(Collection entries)
■ ■ ■ ■ ■ ■ ■

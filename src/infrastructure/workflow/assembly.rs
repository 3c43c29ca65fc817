//! Final assembly of the travel plan from the workflow context

use rust_decimal::Decimal;

use crate::domain::travel::{Activity, DayPlan, EmergencyInfo};
use crate::domain::{
    BudgetBreakdown, CurrencyConversion, TravelItinerary, TravelPlanRequest, WeatherForecast,
    WorkflowState,
};

pub const GENERAL_TIPS: [&str; 3] = [
    "📱 Download offline maps of your destination",
    "💳 Notify your bank of travel dates to avoid card issues",
    "📋 Keep copies of important documents (passport, insurance)",
];

pub const BASE_PACKING_ITEMS: [&str; 5] = [
    "Passport and travel documents",
    "Phone charger and power adapter",
    "Comfortable walking shoes",
    "Reusable water bottle",
    "Basic first aid kit",
];

const MAX_WEATHER_TIPS: usize = 3;
const EXCERPT_CHARS: usize = 500;

/// Itinerary prefix handed to the budget optimizer
pub fn itinerary_excerpt(itinerary: &str) -> String {
    match itinerary.char_indices().nth(EXCERPT_CHARS) {
        Some((cut, _)) => format!("{}...", &itinerary[..cut]),
        None => itinerary.to_string(),
    }
}

/// Currency summary, up to three distinct weather hints, then general tips
pub fn travel_tips(
    currency: Option<&CurrencyConversion>,
    forecasts: &[WeatherForecast],
) -> Vec<String> {
    let mut tips = Vec::new();

    if let Some(conversion) = currency {
        tips.push(format!("💱 {}", conversion.summary()));
    }

    let mut hints: Vec<&str> = Vec::new();
    for hint in forecasts.iter().flat_map(WeatherForecast::recommendations) {
        if hints.len() == MAX_WEATHER_TIPS {
            break;
        }
        if !hints.contains(&hint) {
            hints.push(hint);
        }
    }
    tips.extend(hints.into_iter().map(|h| format!("☀️ {}", h)));

    tips.extend(GENERAL_TIPS.iter().map(|t| t.to_string()));
    tips
}

pub fn packing_list(request: &TravelPlanRequest, forecasts: &[WeatherForecast]) -> Vec<String> {
    let mut items: Vec<String> = BASE_PACKING_ITEMS.iter().map(|i| i.to_string()).collect();

    if !forecasts.is_empty() {
        let average = forecasts.iter().map(|f| f.temperature as f64).sum::<f64>()
            / forecasts.len() as f64;

        if average < 50.0 {
            items.push("Warm jacket and layers".to_string());
            items.push("Cold weather accessories (hat, gloves)".to_string());
        } else if average > 75.0 {
            items.push("Sunscreen and sunglasses".to_string());
            items.push("Light, breathable clothing".to_string());
        }

        if forecasts.iter().any(|f| f.mentions(&["rain"])) {
            items.push("Umbrella or rain jacket".to_string());
        }
    }

    if request.has_interest("hiking") {
        items.push("Hiking boots and daypack".to_string());
    }

    items
}

/// The whole itinerary text is kept as one morning activity on day one
fn overview_day(request: &TravelPlanRequest, itinerary: &str) -> DayPlan {
    let theme = format!(
        "{}-Day {} Itinerary",
        request.trip_days(),
        request.destination()
    );

    DayPlan::new(1, request.start_date(), theme).with_morning(
        Activity::new(request.destination(), itinerary).with_cost(Decimal::ZERO),
    )
}

pub fn assemble(
    request: &TravelPlanRequest,
    state: &WorkflowState,
    itinerary: &str,
    budget: BudgetBreakdown,
) -> TravelItinerary {
    let forecasts = state.weather_forecasts();

    TravelItinerary {
        task_id: state.task_id().to_string(),
        destination: request.destination().to_string(),
        start_date: request.start_date(),
        end_date: request.end_date(),
        daily_plans: vec![overview_day(request, itinerary)],
        budget,
        travel_tips: travel_tips(state.currency_conversion(), forecasts),
        packing_list: packing_list(request, forecasts),
        emergency_info: EmergencyInfo::for_destination(request.destination()),
    }
}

■ ■ ■ ■ ■ ■ ■

[What you should do]
For the lines above, output exactly those from the line containing "then general tips" through the line containing "let mut items: Vec<String>", and skip the others.

[Output for this task]
/// Currency summary, up to three distinct weather hints, then general tips
pub fn travel_tips(
    currency: Option<&CurrencyConversion>,
    forecasts: &[WeatherForecast],
) -> Vec<String> {
    let mut tips = Vec::new();

    if let Some(conversion) = currency {
        tips.push(format!("💱 {}", conversion.summary()));
    }

    let mut hints: Vec<&str> = Vec::new();
    for hint in forecasts.iter().flat_map(WeatherForecast::recommendations) {
        if hints.len() == MAX_WEATHER_TIPS {
            break;
        }
        if !hints.contains(&hint) {
            hints.push(hint);
        }
    }
    tips.extend(hints.into_iter().map(|h| format!("☀️ {}", h)));

    tips.extend(GENERAL_TIPS.iter().map(|t| t.to_string()));
    tips
}

pub fn packing_list(request: &TravelPlanRequest, forecasts: &[WeatherForecast]) -> Vec<String> {
    let mut items: Vec<String> = BASE_PACKING_ITEMS.iter().map(|i| i.to_string()).collect();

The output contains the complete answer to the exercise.